[Collected data]
- - - -
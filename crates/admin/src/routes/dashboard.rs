//! Dashboard route handler.

use askama::Template;
use axum::{extract::State, response::Html};
use fashion_store_core::Price;
use fashion_store_data::{DataError, Order};
use tower_sessions::Session;
use tracing::instrument;

use super::{AdminLayout, render};
use crate::{filters, middleware::RequireAdmin, state::AppState};

/// Number of orders shown under "Commandes Récentes".
const RECENT_ORDERS: usize = 5;

/// Overview figures. Each one falls back to zero when its fetch failed.
#[derive(Debug, Clone, Copy, PartialEq, Eq, Default)]
pub struct DashboardStats {
    pub revenue: Price,
    pub orders: u64,
    pub products: u64,
    pub customers: u64,
}

impl DashboardStats {
    /// Combine the results of the overview fetches.
    #[must_use]
    pub fn collect(
        totals: Result<Vec<Price>, DataError>,
        orders: Result<u64, DataError>,
        products: Result<u64, DataError>,
        customers: Result<u64, DataError>,
    ) -> Self {
        Self {
            revenue: or_default(totals, "order totals").into_iter().sum(),
            orders: or_default(orders, "order count"),
            products: or_default(products, "product count"),
            customers: or_default(customers, "customer count"),
        }
    }
}

fn or_default<T: Default>(result: Result<T, DataError>, what: &str) -> T {
    result.unwrap_or_else(|e| {
        tracing::error!(error = %e, "Failed to fetch {what}");
        T::default()
    })
}

/// Recent order row.
#[derive(Debug, Clone)]
pub struct RecentOrderView {
    pub id: String,
    pub total: String,
    pub status_label: &'static str,
    pub status_class: &'static str,
    pub created_at: String,
}

impl From<&Order> for RecentOrderView {
    fn from(order: &Order) -> Self {
        Self {
            id: order.id.to_string(),
            total: order.total_amount.to_string(),
            status_label: order.status.label(),
            status_class: order.status.badge_class(),
            created_at: order.created_at.format("%d/%m/%Y").to_string(),
        }
    }
}

/// Dashboard template.
#[derive(Template)]
#[template(path = "dashboard.html")]
pub struct DashboardTemplate {
    pub layout: AdminLayout,
    pub stats: DashboardStats,
    pub recent_orders: Vec<RecentOrderView>,
}

/// Dashboard page handler.
///
/// The five fetches are issued concurrently.
#[instrument(skip(admin, state, session))]
pub async fn dashboard(
    RequireAdmin(admin): RequireAdmin,
    State(state): State<AppState>,
    session: Session,
) -> Html<String> {
    let data = admin.data(state.data());

    let (totals, orders, products, customers, recent) = tokio::join!(
        data.order_totals(),
        data.count_orders(),
        data.count_products(),
        data.count_customers(),
        data.recent_orders(RECENT_ORDERS),
    );

    let stats = DashboardStats::collect(totals, orders, products, customers);
    let recent_orders = or_default(recent, "recent orders")
        .iter()
        .map(RecentOrderView::from)
        .collect();

    render(&DashboardTemplate {
        layout: AdminLayout::new(&state, &admin, &session, "/").await,
        stats,
        recent_orders,
    })
}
- - - -
[DIRECTIONS FOR THIS TASK] Look for the word "what". Copy out every line of the data that has it.

[ANSWER TO THE EXERCISE]
fn or_default<T: Default>(result: Result<T, DataError>, what: &str) -> T {
        tracing::error!(error = %e, "Failed to fetch {what}");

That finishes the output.